State-level initiatives

But the European public sector is increasingly using open source. Municipalities in countries across the bloc are coding their own sovereign software and, in some cases, some even ditching Microsoft completely for open source alternatives. Yet their efforts are splintered, with little overarching support from the EU at large.

This growing uptake of open source, says Mirko Boehm, director of community development at the Linux Foundation Europe, has highlighted another problem for the ecosystem: namely, that many organisations are using code more than they are contributing back.

Boehm views the proposals in the letter as an opportunity to correct that imbalance with codified EU funding. “The public sector isn’t contributing to something that’s a public good, and that is the opportunity that I see here,” he says. “We can fix that.”

Inspired by the recently established German Sovereign Tech Agency, the signatories exhort legislators to adopt the Sovereign Tech Fund in the EU’s upcoming budget, the Multiannual Financial Framework for 2028–2034.

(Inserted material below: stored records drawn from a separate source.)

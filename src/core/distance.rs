//! Levenshtein edit distance over characters.
//!
//! Classic dynamic-programming formulation with unit costs for insertion,
//! deletion, and substitution. The scorer calls this for every
//! (source value, edited value) pair inside a category, so inputs are
//! short token strings rather than whole files.

/// Minimum number of single-character edits transforming `a` into `b`.
///
/// Builds the full (|a|+1) x (|b|+1) table: row 0 and column 0 hold their
/// index values, and each cell takes the minimum of delete, insert, and
/// substitute moves. Total for any two strings, including empty ones.
pub fn edit_distance(a: &str, b: &str) -> usize {
    let a_chars: Vec<char> = a.chars().collect();
    let b_chars: Vec<char> = b.chars().collect();
    let rows = a_chars.len() + 1;
    let cols = b_chars.len() + 1;

    // Seed the border with index values, zero elsewhere
    let mut table = vec![vec![0usize; cols]; rows];
    for (i, row) in table.iter_mut().enumerate() {
        row[0] = i;
    }
    for j in 0..cols {
        table[0][j] = j;
    }

    for i in 1..rows {
        for j in 1..cols {
            let substitute = usize::from(a_chars[i - 1] != b_chars[j - 1]);
            table[i][j] = (table[i - 1][j] + 1)
                .min(table[i][j - 1] + 1)
                .min(table[i - 1][j - 1] + substitute);
        }
    }

    table[rows - 1][cols - 1]
}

An accompanying feasibility study sets out possible paths for creating the fund, which the authors claim would be a “bold institutional step forward in treating open digital infrastructure as a strategic priority, on par with energy, defence, or semiconductors”.

Initial policy briefings have so far been received positively, says Gates, though he concedes the letter is more of a conversation starter right now.

However, intervention will be required sooner or later, adds Frank Feldmann, the chief strategy officer of SUSE. “I think there’s no version of the next six months where we won’t see the EU take a stance [on digital sovereignty],” Feldmann says. “Whether it’s at this type of scale or bigger.”